De la République des Turcs, Guillaume Postel, Poitiers, 1560.

Guillaume Postel (March 25, 1510September 6, 1581), was a French linguist, astronomer, Cabbalist, diplomat, professor, and religious universalist.

Born in the village of Barenton in Basse-Normandie, Postel made his home in the vicinity of Paris.

Adept at Arabic, Hebrew, and Syriac and other Semitic languages, as well as the Classical languages of Ancient Greek and Latin, he soon came to the attention of the French court. In 1536, seeking a Franco-Ottoman alliance with the Ottoman Turks, Francis I sent Postel as the official interpreter of the French embassy of Jean de La Forêt to the Turkish sultan Suleiman the Magnificent in Constantinople. Postel was also apparently assigned to gather interesting Eastern manuscripts for the royal library.

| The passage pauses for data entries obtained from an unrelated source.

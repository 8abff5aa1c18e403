// Secret Dotenv - fetch a secret from AWS Secrets Manager into a dotenv file
//
// This is the main entry point for the application.

use anyhow::{Context, Result};
use clap::Parser;
use secret_dotenv::cloud::aws::get_secret;
use secret_dotenv::config::Settings;
use secret_dotenv::dotenv::save_secret;
use tracing::{debug, info};
use tracing_subscriber::EnvFilter;

/// Secret Dotenv - write an AWS Secrets Manager secret to a dotenv file
#[derive(Parser, Debug)]
#[command(name = "secret-dotenv")]
#[command(version = env!("CARGO_PKG_VERSION"))]
#[command(about = "Fetch a secret from AWS Secrets Manager and save it as KEY=value lines", long_about = None)]
struct Cli {
    /// Name or ARN of the secret (default: backend-env)
    #[arg(short, long)]
    secret_id: Option<String>,

    /// AWS region of the secret (default: us-east-2)
    #[arg(short, long)]
    region: Option<String>,

    /// Output file path (default: /mnt/.env)
    #[arg(short, long)]
    output: Option<String>,

    /// Optional YAML file with secret_id, region and output
    #[arg(short, long)]
    config: Option<String>,

    /// Fetch the secret and list the keys that would be written
    #[arg(long, default_value = "false")]
    dry_run: bool,

    /// Enable debug logging
    #[arg(short, long)]
    verbose: bool,
}

fn init_logging(verbose: bool) {
    let default_level = if verbose { "debug" } else { "info" };
    let filter =
        EnvFilter::try_from_default_env().unwrap_or_else(|_| EnvFilter::new(default_level));

    // Ignore the error if a subscriber is already installed.
    let _ = tracing_subscriber::fmt()
        .with_env_filter(filter)
        .with_writer(std::io::stderr)
        .try_init();
}

fn resolve_settings(cli: &Cli) -> Result<Settings> {
    let settings = match &cli.config {
        Some(path) => Settings::from_file(path)
            .with_context(|| format!("Failed to load config from: {}", path))?,
        None => Settings::default(),
    };

    let settings = settings.with_overrides(
        cli.secret_id.clone(),
        cli.region.clone(),
        cli.output.clone(),
    );

    settings
        .validate()
        .with_context(|| "Configuration validation failed")?;

    Ok(settings)
}

fn run(cli: Cli) -> Result<()> {
    let settings = resolve_settings(&cli)?;
    let output_path = settings.output_path()?;

    debug!(?settings, "Resolved settings");
    info!(
        secret_id = %settings.secret_id,
        region = %settings.region,
        "Fetching secret from AWS Secrets Manager"
    );

    // The SDK is async; block on it from a single-threaded runtime.
    let runtime = tokio::runtime::Builder::new_current_thread()
        .enable_all()
        .build()
        .context("Failed to start async runtime")?;

    let secret = runtime.block_on(get_secret(&settings.secret_id, &settings.region))?;

    let mut stdout = std::io::stdout();
    let keys = save_secret(&secret, &output_path, cli.dry_run, &mut stdout)
        .with_context(|| format!("Failed to save secret '{}'", settings.secret_id))?;

    if cli.dry_run {
        return Ok(());
    }

    info!(keys, "Wrote dotenv file");
    println!("Secret saved to {}", output_path.display());
    Ok(())
}

fn main() {
    let cli = Cli::parse();
    init_logging(cli.verbose);

    if let Err(e) = run(cli) {
        eprintln!("Error: {:?}", e);
        std::process::exit(1);
    }
}
//! Keys must reach the dotenv file in the order the secret's JSON lists them.

use secret_dotenv::cloud::aws::decode_secret;
use secret_dotenv::dotenv::write_env_file;
use tempfile::TempDir;

#[test]
fn test_json_key_order_preserved() {
    // Deliberately non-alphabetical
    let payload = r#"{
  "SERVICE_NAME": "backend",
  "API_URL": "https://api.example.com",
  "WORKERS": 4,
  "DB_HOST": "localhost",
  "CACHE_TTL": 300,
  "BANNER": "welcome to staging",
  "DEBUG": false
}"#;

    let secret = decode_secret(Some(payload), None).unwrap();
    let secrets = secret.as_map().unwrap();

    let dir = TempDir::new().unwrap();
    let path = dir.path().join(".env");
    write_env_file(secrets, &path).unwrap();

    let result = std::fs::read_to_string(&path).unwrap();
    let keys: Vec<&str> = result
        .lines()
        .map(|line| line.split_once('=').unwrap().0)
        .collect();

    assert_eq!(
        keys,
        vec![
            "SERVICE_NAME",
            "API_URL",
            "WORKERS",
            "DB_HOST",
            "CACHE_TTL",
            "BANNER",
            "DEBUG"
        ]
    );

    assert!(result.contains("WORKERS=4\n"));
    assert!(result.contains("BANNER=\"welcome to staging\"\n"));
    assert!(result.contains("DEBUG=false\n"));
}
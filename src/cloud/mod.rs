//! Cloud integration module for pulling secrets from managed stores.
//!
//! # Supported Platforms
//!
//! - AWS Secrets Manager (via the AWS SDK)

pub mod aws;

pub use aws::{get_secret, FetchError, SecretValue};
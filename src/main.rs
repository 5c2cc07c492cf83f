use std::sync::Arc;

use clap::{Parser, ValueEnum};
use tokio::io::{AsyncBufReadExt, BufReader};
use tracing_subscriber::EnvFilter;
use uuid::Uuid;

use watchpost::config::DispatchConfig;
use watchpost::dispatch::{DispatchEngine, MemoryLeaseStore, MemoryStatStore};
use watchpost::orders::{MemoryOrderBoard, OrderBoard};
use watchpost::shutdown::install_shutdown_handler;
use watchpost::watchman::{RosterDirectory, WatchmanId};

#[derive(Parser, Debug)]
#[command(name = "watchpost")]
#[command(version)]
#[command(about = "Lease-based dispatch console for order verification")]
struct Args {
    /// On-duty watchman names, comma-separated, badges assigned in order
    #[arg(long, default_value = "mills,reyes,okafor")]
    watchmen: String,

    /// Badge-number capacity of the roster
    #[arg(long, default_value = "5")]
    capacity: u8,

    /// Lease TTL in seconds
    #[arg(long, default_value = "300")]
    ttl_secs: i64,

    /// Seconds between expiry sweeps
    #[arg(long, default_value = "45")]
    sweep_interval_secs: u64,

    /// Output format
    #[arg(long, short = 'o', default_value = "table")]
    output: OutputFormat,
}

#[derive(Debug, Clone, Copy, ValueEnum)]
enum OutputFormat {
    Table,
    Json,
}

struct Console {
    engine: DispatchEngine,
    board: Arc<MemoryOrderBoard>,
    capacity: u8,
    output: OutputFormat,
}

#[tokio::main]
async fn main() -> Result<(), Box<dyn std::error::Error>> {
    let args = Args::parse();

    tracing_subscriber::fmt()
        .with_env_filter(
            EnvFilter::try_from_default_env().unwrap_or_else(|_| EnvFilter::new("info")),
        )
        .init();

    let config = DispatchConfig::default()
        .with_ttl_secs(args.ttl_secs)
        .with_sweep_interval_secs(args.sweep_interval_secs)
        .with_watchman_capacity(args.capacity);

    let names: Vec<&str> = args.watchmen.split(',').collect();
    let directory = Arc::new(RosterDirectory::from_names(&names, config.watchman_capacity));
    let leases = Arc::new(MemoryLeaseStore::new());
    let stats = Arc::new(MemoryStatStore::new());
    let board = Arc::new(MemoryOrderBoard::default());

    let engine = DispatchEngine::new(
        config.clone(),
        directory,
        leases,
        stats,
        board.clone(),
    );

    let shutdown = install_shutdown_handler();
    let sweeper = engine.sweeper.clone();
    let sweeper_shutdown = shutdown.clone();
    let sweeper_task = tokio::spawn(async move {
        sweeper.run(sweeper_shutdown).await;
    });

    tracing::info!(
        watchmen = %args.watchmen,
        ttl_secs = config.lease_ttl_secs,
        "Watchpost console ready, type 'help' for commands"
    );

    let console = Console {
        engine,
        board,
        capacity: config.watchman_capacity,
        output: args.output,
    };

    let mut lines = BufReader::new(tokio::io::stdin()).lines();
    loop {
        tokio::select! {
            _ = shutdown.cancelled() => break,
            line = lines.next_line() => {
                match line? {
                    Some(line) => {
                        if !console.handle(line.trim()) {
                            shutdown.cancel();
                            break;
                        }
                    }
                    None => {
                        shutdown.cancel();
                        break;
                    }
                }
            }
        }
    }

    sweeper_task.await?;
    Ok(())
}

impl Console {
    /// Dispatch one console line. Returns false when the session should end.
    fn handle(&self, line: &str) -> bool {
        let mut parts = line.split_whitespace();
        let Some(command) = parts.next() else {
            return true;
        };
        let rest: Vec<&str> = parts.collect();

        match command {
            "order" => self.cmd_order(&rest),
            "assign" => self.cmd_assign(&rest),
            "confirm" => self.cmd_confirm(&rest),
            "sweep" => self.cmd_sweep(),
            "stats" => self.cmd_stats(&rest),
            "report" => self.cmd_report(),
            "history" => self.cmd_history(&rest),
            "help" => print_help(),
            "quit" | "exit" => return false,
            other => println!("Unknown command: {other} (try 'help')"),
        }
        true
    }

    fn cmd_order(&self, rest: &[&str]) {
        let order = match rest.first() {
            Some(&"new") | None => Uuid::new_v4(),
            Some(raw) => match raw.parse() {
                Ok(id) => id,
                Err(_) => return println!("Invalid order id: {raw}"),
            },
        };
        match self.board.put(order) {
            Ok(()) => println!("Order registered: {order}"),
            Err(e) => println!("Error: {e}"),
        }
    }

    fn cmd_assign(&self, rest: &[&str]) {
        let Some(order) = parse_order(rest.first()) else {
            return println!("Usage: assign <order-id>");
        };
        // Readiness is the caller's check; the engine only guards the lease.
        match self.board.exists(order) {
            Ok(true) => {}
            Ok(false) => return println!("Unknown order: {order} (register with 'order {order}')"),
            Err(e) => return println!("Error: {e}"),
        }
        match self.engine.dispatcher.assign(order) {
            Ok(lease) => match self.output {
                OutputFormat::Json => print_json(&lease),
                OutputFormat::Table => println!(
                    "Order {} assigned to {} (lease {})",
                    order, lease.watchman, lease.id
                ),
            },
            Err(e) => println!("Error: {e}"),
        }
    }

    fn cmd_confirm(&self, rest: &[&str]) {
        let (Some(order), Some(badge)) = (parse_order(rest.first()), rest.get(1)) else {
            return println!("Usage: confirm <order-id> <badge> <name>");
        };
        let Some(watchman) = badge
            .parse::<u8>()
            .ok()
            .and_then(|b| WatchmanId::new(b, self.capacity))
        else {
            return println!("Invalid badge: {badge}");
        };
        let name = rest[2..].join(" ");
        match self.engine.confirmations.confirm(order, watchman, &name) {
            Ok(elapsed_secs) => match self.output {
                OutputFormat::Json => print_json(&serde_json::json!({
                    "order": order,
                    "watchman": watchman,
                    "elapsed_secs": elapsed_secs,
                })),
                OutputFormat::Table => {
                    println!("Order {order} confirmed by {watchman} after {elapsed_secs}s")
                }
            },
            Err(e) => println!("Error: {e}"),
        }
    }

    fn cmd_sweep(&self) {
        match self.engine.sweeper.sweep() {
            Ok(n) => println!("Sweep expired {n} lease(s)"),
            Err(e) => println!("Error: {e}"),
        }
    }

    fn cmd_stats(&self, rest: &[&str]) {
        let Some(watchman) = rest
            .first()
            .and_then(|b| b.parse::<u8>().ok())
            .and_then(|b| WatchmanId::new(b, self.capacity))
        else {
            return println!("Usage: stats <badge>");
        };
        match self.engine.reporting.stats_for(watchman) {
            Ok(view) => match self.output {
                OutputFormat::Json => print_json(&view),
                OutputFormat::Table => println!(
                    "{}: assigned {} confirmed {} expired {} efficiency {}% pending {}",
                    view.watchman,
                    view.total_assigned,
                    view.total_confirmed,
                    view.total_expired,
                    view.efficiency,
                    view.pending
                ),
            },
            Err(e) => println!("Error: {e}"),
        }
    }

    fn cmd_report(&self) {
        match self.engine.reporting.report() {
            Ok(rows) => match self.output {
                OutputFormat::Json => print_json(&rows),
                OutputFormat::Table => {
                    println!(
                        "{:<6} {:<16} {:>8} {:>9} {:>7} {:>10} {:>7} {:>6}",
                        "BADGE", "NAME", "ASSIGNED", "CONFIRMED", "EXPIRED", "EFFICIENCY", "PENDING", "TODAY"
                    );
                    println!("{}", "-".repeat(78));
                    for row in rows {
                        println!(
                            "{:<6} {:<16} {:>8} {:>9} {:>7} {:>9}% {:>7} {:>6}",
                            row.watchman.to_string(),
                            row.name,
                            row.total_assigned,
                            row.total_confirmed,
                            row.total_expired,
                            row.efficiency,
                            row.pending,
                            row.confirmed_today
                        );
                    }
                }
            },
            Err(e) => println!("Error: {e}"),
        }
    }

    fn cmd_history(&self, rest: &[&str]) {
        let Some(order) = parse_order(rest.first()) else {
            return println!("Usage: history <order-id>");
        };
        match self.engine.reporting.history_for(order) {
            Ok(history) => match self.output {
                OutputFormat::Json => print_json(&history),
                OutputFormat::Table => {
                    if history.is_empty() {
                        return println!("No leases for order {order}");
                    }
                    for lease in history {
                        let chain = lease
                            .reassigned_from
                            .map(|id| format!(" (reassigned from {id})"))
                            .unwrap_or_default();
                        println!(
                            "{} {} -> {} at {}{}",
                            lease.id, lease.watchman, lease.status, lease.created_at, chain
                        );
                    }
                }
            },
            Err(e) => println!("Error: {e}"),
        }
    }
}

fn parse_order(raw: Option<&&str>) -> Option<Uuid> {
    raw.and_then(|r| r.parse().ok())
}

fn print_json<T: serde::Serialize>(value: &T) {
    match serde_json::to_string_pretty(value) {
        Ok(json) => println!("{json}"),
        Err(e) => println!("Error: {e}"),
    }
}

fn print_help() {
    println!("Commands:");
    println!("  order [new|<id>]                register a completed order");
    println!("  assign <order>                  lease the order to a watchman");
    println!("  confirm <order> <badge> <name>  confirm verification");
    println!("  sweep                           expire stale leases now");
    println!("  stats <badge>                   counters for one watchman");
    println!("  report                          summaries for the active pool");
    println!("  history <order>                 the order's lease chain");
    println!("  quit                            leave the console");
}
//! Watchman identity and the on-duty roster.
//!
//! The engine never creates or deletes watchmen; it only reads the roster
//! through [`WatchmanDirectory`]. Identity is a badge number drawn from a
//! small fixed space, not a free-form string.

use std::collections::HashMap;
use std::fmt;
use std::sync::Mutex;

use serde::{Deserialize, Serialize};

use crate::error::{DispatchError, Result};

/// Badge number of a watchman, bounded by the configured roster capacity.
///
/// Badge numbers start at 1. Ordering is the ascending-badge order used to
/// break ties in worker selection.
#[derive(Debug, Clone, Copy, PartialEq, Eq, PartialOrd, Ord, Hash, Serialize, Deserialize)]
#[serde(transparent)]
pub struct WatchmanId(u8);

impl WatchmanId {
    /// Build a badge identifier, rejecting numbers outside `1..=capacity`.
    pub fn new(badge: u8, capacity: u8) -> Option<Self> {
        if (1..=capacity).contains(&badge) {
            Some(Self(badge))
        } else {
            None
        }
    }

    pub fn badge(&self) -> u8 {
        self.0
    }
}

impl fmt::Display for WatchmanId {
    fn fmt(&self, f: &mut fmt::Formatter<'_>) -> fmt::Result {
        write!(f, "W{}", self.0)
    }
}

/// Roster entry for one watchman.
#[derive(Debug, Clone, Serialize, Deserialize)]
pub struct Watchman {
    pub id: WatchmanId,
    pub name: String,
    pub active: bool,
}

/// Read-only view of the currently registered watchmen.
///
/// Implementations back onto whatever identity storage the deployment uses;
/// the engine only needs these two reads. `list_active` must return entries
/// in ascending badge order.
pub trait WatchmanDirectory: Send + Sync {
    /// All watchmen currently on duty, ordered by badge number.
    fn list_active(&self) -> Result<Vec<Watchman>>;

    /// Look up one watchman by badge, on duty or not.
    fn resolve(&self, id: WatchmanId) -> Result<Option<Watchman>>;
}

/// Compare a client-claimed name against the registered one.
///
/// Claims arrive from stale or hand-typed client state, so the comparison is
/// whitespace-trimmed and case-insensitive.
pub fn name_matches(registered: &str, claimed: &str) -> bool {
    registered.trim().eq_ignore_ascii_case(claimed.trim())
}

/// Fixed in-memory roster.
///
/// Backs the console binary and tests. Names are unique case-insensitively;
/// duplicates and entries beyond capacity are skipped with a warning.
pub struct RosterDirectory {
    inner: Mutex<HashMap<WatchmanId, Watchman>>,
}

impl RosterDirectory {
    /// Build a roster from names, assigning badges 1..=capacity in order.
    pub fn from_names<S: AsRef<str>>(names: &[S], capacity: u8) -> Self {
        let mut entries = HashMap::new();
        let mut seen = Vec::new();
        let mut badge = 1u8;
        for name in names {
            let name = name.as_ref().trim();
            if name.is_empty() {
                continue;
            }
            let folded = name.to_ascii_lowercase();
            if seen.contains(&folded) {
                tracing::warn!(name, "Duplicate watchman name skipped");
                continue;
            }
            let Some(id) = WatchmanId::new(badge, capacity) else {
                tracing::warn!(name, capacity, "Roster capacity reached, watchman skipped");
                continue;
            };
            seen.push(folded);
            entries.insert(
                id,
                Watchman {
                    id,
                    name: name.to_string(),
                    active: true,
                },
            );
            badge += 1;
        }
        Self {
            inner: Mutex::new(entries),
        }
    }

    /// Flip a watchman's duty status. Returns false for unknown badges.
    pub fn set_active(&self, id: WatchmanId, active: bool) -> Result<bool> {
        let mut roster = self.lock()?;
        match roster.get_mut(&id) {
            Some(w) => {
                w.active = active;
                Ok(true)
            }
            None => Ok(false),
        }
    }

    fn lock(&self) -> Result<std::sync::MutexGuard<'_, HashMap<WatchmanId, Watchman>>> {
        self.inner
            .lock()
            .map_err(|_| DispatchError::StoreUnavailable("roster lock poisoned".to_string()))
    }
}

impl WatchmanDirectory for RosterDirectory {
    fn list_active(&self) -> Result<Vec<Watchman>> {
        let roster = self.lock()?;
        let mut active: Vec<Watchman> = roster.values().filter(|w| w.active).cloned().collect();
        active.sort_by_key(|w| w.id);
        Ok(active)
    }

    fn resolve(&self, id: WatchmanId) -> Result<Option<Watchman>> {
        Ok(self.lock()?.get(&id).cloned())
    }
}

In Linguarum Duodecim Characteribus Differentium Alphabetum Introductio, An Introduction to the Alphabetic Characters of Twelve Different Languages, published in 1538, Postel became the first scholar to recognize the inscriptions on Judean coins from the period of the Great Jewish Revolt as Hebrew written in the ancient "Samaritan" characters.

In 1544, in De orbis terrae concordia, Concerning the Harmony of the Earth, Postel advocated a universalist world religion. The thesis of the book was that all Jews, Muslims and heathens could be converted to the Christian religion once all of the religions of the world were shown to have common foundations and that Christianity best represented these foundations. He believed these foundations to be the love of God, the praising of God, the love of Mankind, and the helping of Mankind.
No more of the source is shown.